J.Crew, maker of clothes you can wear to work, finds itself under water this week for an email advertisement that featured president and creative director Jenna Lyons painting her son’s toenails pink. The caption on the photo reads: “Lucky for me I ended up with a boy whose favorite color is pink. Toenail painting is way more fun in neon.”
It seems that much of the internet is mad at Lyons for what one person cited by Fox News called: “blatant propaganda celebrating transgendered children.”
Okay, folks. Two things here:
1. Gender norms are only “norms” because somebody decided they are. If you don’t tell children what they’re supposed to be doing or how they’re supposed to be acting toward traditionally “male” or “female” toys and hobbies, they’ll just play with what they want to play with. When I was a little girl, I played with my Transformers as much as my Barbies. I watched Formula 1 racing with my dad while wearing princess dresses and could tell you every Ferrari model made in the 1960s shortly before busting out with “Somewhere Over the Rainbow.” I was obsessed with dinosaurs … and kittens.

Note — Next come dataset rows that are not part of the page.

use serde::{Deserialize, Serialize};
use std::time::Duration;

/// Canonical error taxonomy for trade execution failures.
///
/// Classification governs retry policy: a retryable code re-enqueues the job,
/// a terminal code surfaces to the user exactly once via the outbox. Unknown
/// errors deliberately map to `ProgramError` so an unclassified failure can
/// never retry forever.
#[derive(Debug, Clone, Copy, PartialEq, Eq, Hash, Serialize, Deserialize)]
pub enum ErrorCode {
    // Transient
    RpcTimeout,
    RpcRateLimited,
    BlockhashExpired,
    SlotDropped,
    NetworkError,
    // Terminal
    InsufficientFunds,
    SlippageExceeded,
    InvalidAccount,
    HoneypotDetected,
    TokenFrozen,
    ProgramError,
    SimulationFailed,
    TokenBlacklisted,
    DeployerBlacklisted,
    BudgetExceeded,
    CooldownActive,
    TradingPaused,
    CircuitOpen,
}

impl ErrorCode {
    /// Transient errors re-enqueue the job; terminal errors surface to the user.
    pub fn is_retryable(&self) -> bool {
        matches!(
            self,
            ErrorCode::RpcTimeout
                | ErrorCode::RpcRateLimited
                | ErrorCode::BlockhashExpired
                | ErrorCode::SlotDropped
                | ErrorCode::NetworkError
        )
    }

    /// Wire name, stored in `executions.error_code` and notification payloads.
    pub fn as_str(&self) -> &'static str {
        match self {
            ErrorCode::RpcTimeout => "RPC_TIMEOUT",
            ErrorCode::RpcRateLimited => "RPC_RATE_LIMITED",
            ErrorCode::BlockhashExpired => "BLOCKHASH_EXPIRED",
            ErrorCode::SlotDropped => "SLOT_DROPPED",
            ErrorCode::NetworkError => "NETWORK_ERROR",
            ErrorCode::InsufficientFunds => "INSUFFICIENT_FUNDS",
            ErrorCode::SlippageExceeded => "SLIPPAGE_EXCEEDED",
            ErrorCode::InvalidAccount => "INVALID_ACCOUNT",
            ErrorCode::HoneypotDetected => "HONEYPOT_DETECTED",
            ErrorCode::TokenFrozen => "TOKEN_FROZEN",
            ErrorCode::ProgramError => "PROGRAM_ERROR",
            ErrorCode::SimulationFailed => "SIMULATION_FAILED",
            ErrorCode::TokenBlacklisted => "TOKEN_BLACKLISTED",
            ErrorCode::DeployerBlacklisted => "DEPLOYER_BLACKLISTED",
            ErrorCode::BudgetExceeded => "BUDGET_EXCEEDED",
            ErrorCode::CooldownActive => "COOLDOWN_ACTIVE",
            ErrorCode::TradingPaused => "TRADING_PAUSED",
            ErrorCode::CircuitOpen => "CIRCUIT_OPEN",
        }
    }

    pub fn from_str_code(code: &str) -> Option<ErrorCode> {
        Some(match code {
            "RPC_TIMEOUT" => ErrorCode::RpcTimeout,
            "RPC_RATE_LIMITED" => ErrorCode::RpcRateLimited,
            "BLOCKHASH_EXPIRED" => ErrorCode::BlockhashExpired,
            "SLOT_DROPPED" => ErrorCode::SlotDropped,
            "NETWORK_ERROR" => ErrorCode::NetworkError,
            "INSUFFICIENT_FUNDS" => ErrorCode::InsufficientFunds,
            "SLIPPAGE_EXCEEDED" => ErrorCode::SlippageExceeded,
            "INVALID_ACCOUNT" => ErrorCode::InvalidAccount,
            "HONEYPOT_DETECTED" => ErrorCode::HoneypotDetected,
            "TOKEN_FROZEN" => ErrorCode::TokenFrozen,
            "PROGRAM_ERROR" => ErrorCode::ProgramError,
            "SIMULATION_FAILED" => ErrorCode::SimulationFailed,
            "TOKEN_BLACKLISTED" => ErrorCode::TokenBlacklisted,
            "DEPLOYER_BLACKLISTED" => ErrorCode::DeployerBlacklisted,
            "BUDGET_EXCEEDED" => ErrorCode::BudgetExceeded,
            "COOLDOWN_ACTIVE" => ErrorCode::CooldownActive,
            "TRADING_PAUSED" => ErrorCode::TradingPaused,
            "CIRCUIT_OPEN" => ErrorCode::CircuitOpen,
            _ => return None,
        })
    }

    /// Translated message for the user-facing notification.
    pub fn user_message(&self) -> &'static str {
        match self {
            ErrorCode::RpcTimeout => "Network timed out. The trade was retried automatically.",
            ErrorCode::RpcRateLimited => "Network is congested. The trade was retried automatically.",
            ErrorCode::BlockhashExpired => "Transaction expired before confirmation. Retried automatically.",
            ErrorCode::SlotDropped => "Transaction was dropped by the network. Retried automatically.",
            ErrorCode::NetworkError => "Network error. The trade was retried automatically.",
            ErrorCode::InsufficientFunds => "Insufficient balance to cover the trade and fees.",
            ErrorCode::SlippageExceeded => "Price moved beyond your slippage tolerance.",
            ErrorCode::InvalidAccount => "A required on-chain account is missing or invalid.",
            ErrorCode::HoneypotDetected => "Token failed safety checks (possible honeypot). Trade blocked.",
            ErrorCode::TokenFrozen => "Token account is frozen. Trade blocked.",
            ErrorCode::ProgramError => "The swap program rejected the transaction.",
            ErrorCode::SimulationFailed => "Transaction simulation failed. No funds were spent.",
            ErrorCode::TokenBlacklisted => "Token is on your deny list.",
            ErrorCode::DeployerBlacklisted => "Token deployer is blacklisted.",
            ErrorCode::BudgetExceeded => "Trade would exceed your configured budget caps.",
            ErrorCode::CooldownActive => "Cooldown active for this token. Try again later.",
            ErrorCode::TradingPaused => "Trading is globally paused.",
            ErrorCode::CircuitOpen => "Circuit breaker is open. Trading resumes automatically.",
        }
    }
}

impl std::fmt::Display for ErrorCode {
    fn fmt(&self, f: &mut std::fmt::Formatter<'_>) -> std::fmt::Result {
        f.write_str(self.as_str())
    }
}

/// Classify a raw router / RPC / HTTP error message onto the canonical taxonomy.
///
/// Matching is substring-based against the messages the venue SDKs and the
/// chain RPC actually emit. Order matters: the most specific patterns are
/// checked first. Anything unmatched is a `ProgramError` (terminal).
pub fn classify_error(error_message: &str) -> ErrorCode {
    let msg = error_message.to_lowercase();

    if msg.contains("blockhash not found")
        || msg.contains("blockhash expired")
        || msg.contains("block height exceeded")
    {
        ErrorCode::BlockhashExpired
    } else if msg.contains("429") || msg.contains("rate limit") || msg.contains("too many requests")
    {
        ErrorCode::RpcRateLimited
    } else if msg.contains("timed out") || msg.contains("timeout") {
        ErrorCode::RpcTimeout
    } else if msg.contains("slot was skipped") || msg.contains("minimum context slot") {
        ErrorCode::SlotDropped
    } else if msg.contains("connection")
        || msg.contains("dns")
        || msg.contains("network")
        || msg.contains("broken pipe")
        || msg.contains("connection reset")
    {
        ErrorCode::NetworkError
    } else if msg.contains("insufficient funds")
        || msg.contains("insufficient lamports")
        || msg.contains("insufficient balance")
    {
        ErrorCode::InsufficientFunds
    } else if msg.contains("slippage")
        || msg.contains("exceeds desired slippage")
        || msg.contains("0x1771")
    {
        ErrorCode::SlippageExceeded
    } else if msg.contains("account not found")
        || msg.contains("invalid account")
        || msg.contains("accountnotfound")
        || msg.contains("could not find account")
    {
        ErrorCode::InvalidAccount
    } else if msg.contains("honeypot") {
        ErrorCode::HoneypotDetected
    } else if msg.contains("frozen") || msg.contains("account is frozen") {
        ErrorCode::TokenFrozen
    } else if msg.contains("simulation failed") || msg.contains("transaction simulation") {
        ErrorCode::SimulationFailed
    } else {
        ErrorCode::ProgramError
    }
}

/// Exponential backoff with jitter for transient-error retry loops.
///
/// attempt is 1-based. Delay doubles per attempt from `base_ms`, capped at
/// `max_ms`, with up to 20% random jitter to avoid thundering herds.
pub fn retry_backoff(attempt: u32, base_ms: u64, max_ms: u64) -> Duration {
    let exp = base_ms.saturating_mul(2u64.saturating_pow(attempt.saturating_sub(1)));
    let capped = exp.min(max_ms);
    let jitter = fastrand::u64(0..=capped / 5);
    Duration::from_millis(capped + jitter)
}

#[cfg(test)]
mod tests {
    use super::*;

    #[test]
    fn retryable_split_matches_taxonomy() {
        assert!(ErrorCode::RpcTimeout.is_retryable());
        assert!(ErrorCode::BlockhashExpired.is_retryable());
        assert!(ErrorCode::SlotDropped.is_retryable());
        assert!(!ErrorCode::InsufficientFunds.is_retryable());
        assert!(!ErrorCode::SlippageExceeded.is_retryable());
        assert!(!ErrorCode::ProgramError.is_retryable());
        assert!(!ErrorCode::TradingPaused.is_retryable());
    }

    #[test]
    fn classifies_known_rpc_messages() {
        assert_eq!(
            classify_error("Transaction simulation failed: Blockhash not found"),
            ErrorCode::BlockhashExpired
        );
        assert_eq!(
            classify_error("HTTP status client error (429 Too Many Requests)"),
            ErrorCode::RpcRateLimited
        );
        assert_eq!(
            classify_error("Error: insufficient lamports 100, need 200"),
            ErrorCode::InsufficientFunds
        );
        assert_eq!(
            classify_error("custom program error: 0x1771"),
            ErrorCode::SlippageExceeded
        );
        assert_eq!(classify_error("operation timed out"), ErrorCode::RpcTimeout);
    }

    #[test]
    fn unknown_errors_are_terminal() {
        let code = classify_error("some exotic failure nobody has seen");
        assert_eq!(code, ErrorCode::ProgramError);
        assert!(!code.is_retryable());
    }

    #[test]
    fn blockhash_beats_timeout_when_both_present() {
        // A confirm timeout caused by an expired blockhash must classify as
        // BLOCKHASH_EXPIRED so the caller retries with a fresh blockhash.
        assert_eq!(
            classify_error("timeout waiting for confirmation: block height exceeded"),
            ErrorCode::BlockhashExpired
        );
    }

    #[test]
    fn codes_round_trip_through_wire_names() {
        for code in [
            ErrorCode::RpcTimeout,
            ErrorCode::BlockhashExpired,
            ErrorCode::BudgetExceeded,
            ErrorCode::CircuitOpen,
        ] {
            assert_eq!(ErrorCode::from_str_code(code.as_str()), Some(code));
        }
        assert_eq!(ErrorCode::from_str_code("NOT_A_CODE"), None);
    }

    #[test]
    fn backoff_grows_and_caps() {
        let d1 = retry_backoff(1, 100, 5_000);
        let d4 = retry_backoff(4, 100, 5_000);
        assert!(d1.as_millis() >= 100);
        assert!(d4.as_millis() >= 800);
        assert!(retry_backoff(30, 100, 5_000).as_millis() <= 6_000);
    }
}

I was every inch the little girl, but nobody ever told me that I couldn’t do something because “that’s for boys.” And guess what? I turned out just fine—and, take note, reactionary idiots out there making this whole thing into a much bigger story than it actually is—I turned out completely heterosexual. It’s entirely possible that Lyons’ son, Beckett, will grow up to be a heterosexual man, too, with no feelings that he was born into the wrong body. It could well be that he’s a child who happens to like pink and happens to like spending quality time with his mom, even if that quality time involves pedicures. Guess what? Grown, heterosexual men get pedicures, too. And women (oh, the horror!) will sometimes wear pants. We’re all cross-dressing to some degree.

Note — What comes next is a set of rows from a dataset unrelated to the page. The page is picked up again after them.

// Candidate consumer.
// Drains new launch_candidates, evaluates every enabled AUTO strategy's
// filters per user, reserves budget through the gate, and enqueues BUY jobs.
// Candidate acceptance is global: accepted when at least one user queued a
// job, rejected when none did, left for re-poll when only cooldowns blocked.

use anyhow::Result;
use chrono::Utc;
use std::time::Duration;
use tokio::sync::watch;
use tracing::{debug, info, warn};

use crate::budget_gate::BudgetGate;
use crate::config::EngineConfig;
use crate::job_queue::JobQueue;
use crate::models::*;
use crate::store::Store;

#[derive(Debug, Clone, Default)]
pub struct ConsumerStats {
    pub candidates_seen: u64,
    pub candidates_accepted: u64,
    pub candidates_rejected: u64,
    pub candidates_expired: u64,
    pub jobs_queued: u64,
}

pub struct CandidateConsumer {
    store: Store,
    gate: BudgetGate,
    queue: JobQueue,
    poll_interval: Duration,
    batch_size: usize,
    max_age_seconds: u64,
    stats: ConsumerStats,
}

impl CandidateConsumer {
    pub fn new(store: Store, gate: BudgetGate, queue: JobQueue, config: &EngineConfig) -> Self {
        Self {
            store,
            gate,
            queue,
            poll_interval: Duration::from_secs(config.candidate_poll_interval_seconds),
            batch_size: config.candidate_batch_size,
            max_age_seconds: config.candidate_max_age_seconds,
            stats: ConsumerStats::default(),
        }
    }

    /// Poll loop. Runs until the stop flag flips.
    pub async fn run(mut self, mut stop: watch::Receiver<bool>) -> Result<()> {
        info!(
            "🔍 Candidate consumer started (poll {:?}, batch {})",
            self.poll_interval, self.batch_size
        );
        let mut ticker = tokio::time::interval(self.poll_interval);
        ticker.set_missed_tick_behavior(tokio::time::MissedTickBehavior::Skip);

        loop {
            tokio::select! {
                _ = ticker.tick() => {
                    if let Err(e) = self.drain_batch().await {
                        warn!("⚠️  Candidate batch failed: {}", e);
                    }
                }
                _ = stop.changed() => {
                    if *stop.borrow() {
                        break;
                    }
                }
            }
        }

        info!(
            "🔍 Candidate consumer stopped: {} seen, {} accepted, {} rejected, {} expired, {} jobs",
            self.stats.candidates_seen,
            self.stats.candidates_accepted,
            self.stats.candidates_rejected,
            self.stats.candidates_expired,
            self.stats.jobs_queued
        );
        Ok(())
    }

    /// One poll cycle over a batch of new candidates.
    pub async fn drain_batch(&mut self) -> Result<usize> {
        let candidates = self.store.new_candidates(self.batch_size)?;
        let mut processed = 0;
        for candidate in candidates {
            self.stats.candidates_seen += 1;
            self.process_candidate(&candidate).await?;
            processed += 1;
        }
        Ok(processed)
    }

    async fn process_candidate(&mut self, candidate: &LaunchCandidate) -> Result<()> {
        // Age gate first: stale launches never trade.
        if let Some(first_seen) = parse_ts(&candidate.first_seen_at) {
            let age = Utc::now().signed_duration_since(first_seen);
            if age.num_seconds() >= self.max_age_seconds as i64 {
                self.store
                    .set_candidate_status(candidate.id, CandidateStatus::Expired)?;
                self.stats.candidates_expired += 1;
                debug!(
                    "⌛ Candidate {} expired ({}s old)",
                    candidate.token_mint,
                    age.num_seconds()
                );
                return Ok(());
            }
        }

        let strategies = self.store.active_auto_strategies(&candidate.chain)?;
        let mut any_queued = false;
        let mut any_cooldown = false;

        for strategy in &strategies {
            if let Some(reason) = filter_rejection(strategy, candidate) {
                debug!(
                    "🚫 Candidate {} filtered for user {}: {}",
                    candidate.token_mint, strategy.user_id, reason
                );
                continue;
            }

            let amount_lamports = strategy.per_trade_cap_lamports;
            let idempotency_key = buy_idempotency_key(
                strategy.user_id,
                strategy.id,
                &candidate.chain,
                &candidate.token_mint,
            );

            let outcome = self.gate.reserve(
                ExecutionMode::Auto,
                strategy.user_id,
                Some(strategy.id),
                &candidate.chain,
                TradeAction::Buy,
                &candidate.token_mint,
                amount_lamports,
                &idempotency_key,
                candidate.deployer.as_deref(),
                false,
                false,
            )?;

            if outcome.allowed {
                let payload = JobPayload {
                    token_mint: candidate.token_mint.clone(),
                    amount_lamports,
                    bonding_curve: candidate.bonding_curve.clone(),
                    execution_id: outcome.execution_id,
                    ..Default::default()
                };
                let (_, created) = self.queue.enqueue(
                    Some(strategy.id),
                    strategy.user_id,
                    &candidate.chain,
                    TradeAction::Buy,
                    Some(candidate.id),
                    snipe_priority(&strategy.snipe_mode),
                    &payload,
                    &idempotency_key,
                    3,
                )?;
                if created {
                    self.stats.jobs_queued += 1;
                    info!(
                        "🎯 BUY queued: user {} mint {} ({} lamports)",
                        strategy.user_id, candidate.token_mint, amount_lamports
                    );
                }
                any_queued = true;
            } else if outcome.reason.as_deref() == Some("cooldown") {
                any_cooldown = true;
            }
            // cap_exceeded and the rest: skip for this user, others still run.
        }

        if any_queued {
            self.store
                .set_candidate_status(candidate.id, CandidateStatus::Accepted)?;
            self.stats.candidates_accepted += 1;
        } else if any_cooldown {
            // Leave status 'new': the cooldown may lapse before max age.
            debug!(
                "⏳ Candidate {} held for cooldown re-check",
                candidate.token_mint
            );
        } else {
            self.store
                .set_candidate_status(candidate.id, CandidateStatus::Rejected)?;
            self.stats.candidates_rejected += 1;
        }
        Ok(())
    }

    pub fn stats(&self) -> &ConsumerStats {
        &self.stats
    }
}

/// Per-user filter predicates. Returns the rejection reason, or None to pass.
fn filter_rejection(strategy: &Strategy, candidate: &LaunchCandidate) -> Option<&'static str> {
    if candidate.score.unwrap_or(0.0) < strategy.min_score {
        return Some("score below minimum");
    }
    if let Some(allowlist) = &strategy.launchpad_allowlist {
        if !allowlist.iter().any(|s| s == &candidate.source) {
            return Some("launchpad not allowed");
        }
    }
    if let Some(denylist) = &strategy.token_denylist {
        if denylist.iter().any(|m| m == &candidate.token_mint) {
            return Some("token on deny list");
        }
    }
    if let Some(allowlist) = &strategy.token_allowlist {
        if !allowlist.iter().any(|m| m == &candidate.token_mint) {
            return Some("token not on allow list");
        }
    }
    None
}

/// Snipe mode shapes queue priority: aggressive snipes jump the line.
fn snipe_priority(snipe_mode: &str) -> i64 {
    match snipe_mode {
        "aggressive" => 10,
        "normal" => 50,
        _ => 100,
    }
}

2. So what if Beckett does someday want to be called Becky? It will be his choice to become a “her,” not anyone else’s. Back in the day, all little boys wore dresses until they were between four and seven years old, and it’s not like there was a tidal wave of trans-women during the nineteenth century because of it. Parents dressing their sons as girls had, it turns out, absolutely no effect on how their kids would grow up. What makes a person feel he or she was born into the wrong gender is something much deeper, more personal, and (arguably) chemical. It’s nature, not nurture. And whether a person discovers this about him or herself at five or fifty, we owe it to that person, in the name of humanity if not “Christian” morality, to accept him or her as-is. It’s sometimes uncomfortable, and often confusing, but it’s the right thing to do.
The wrong thing to do, however, is to punish a mother—or her child—for who they are.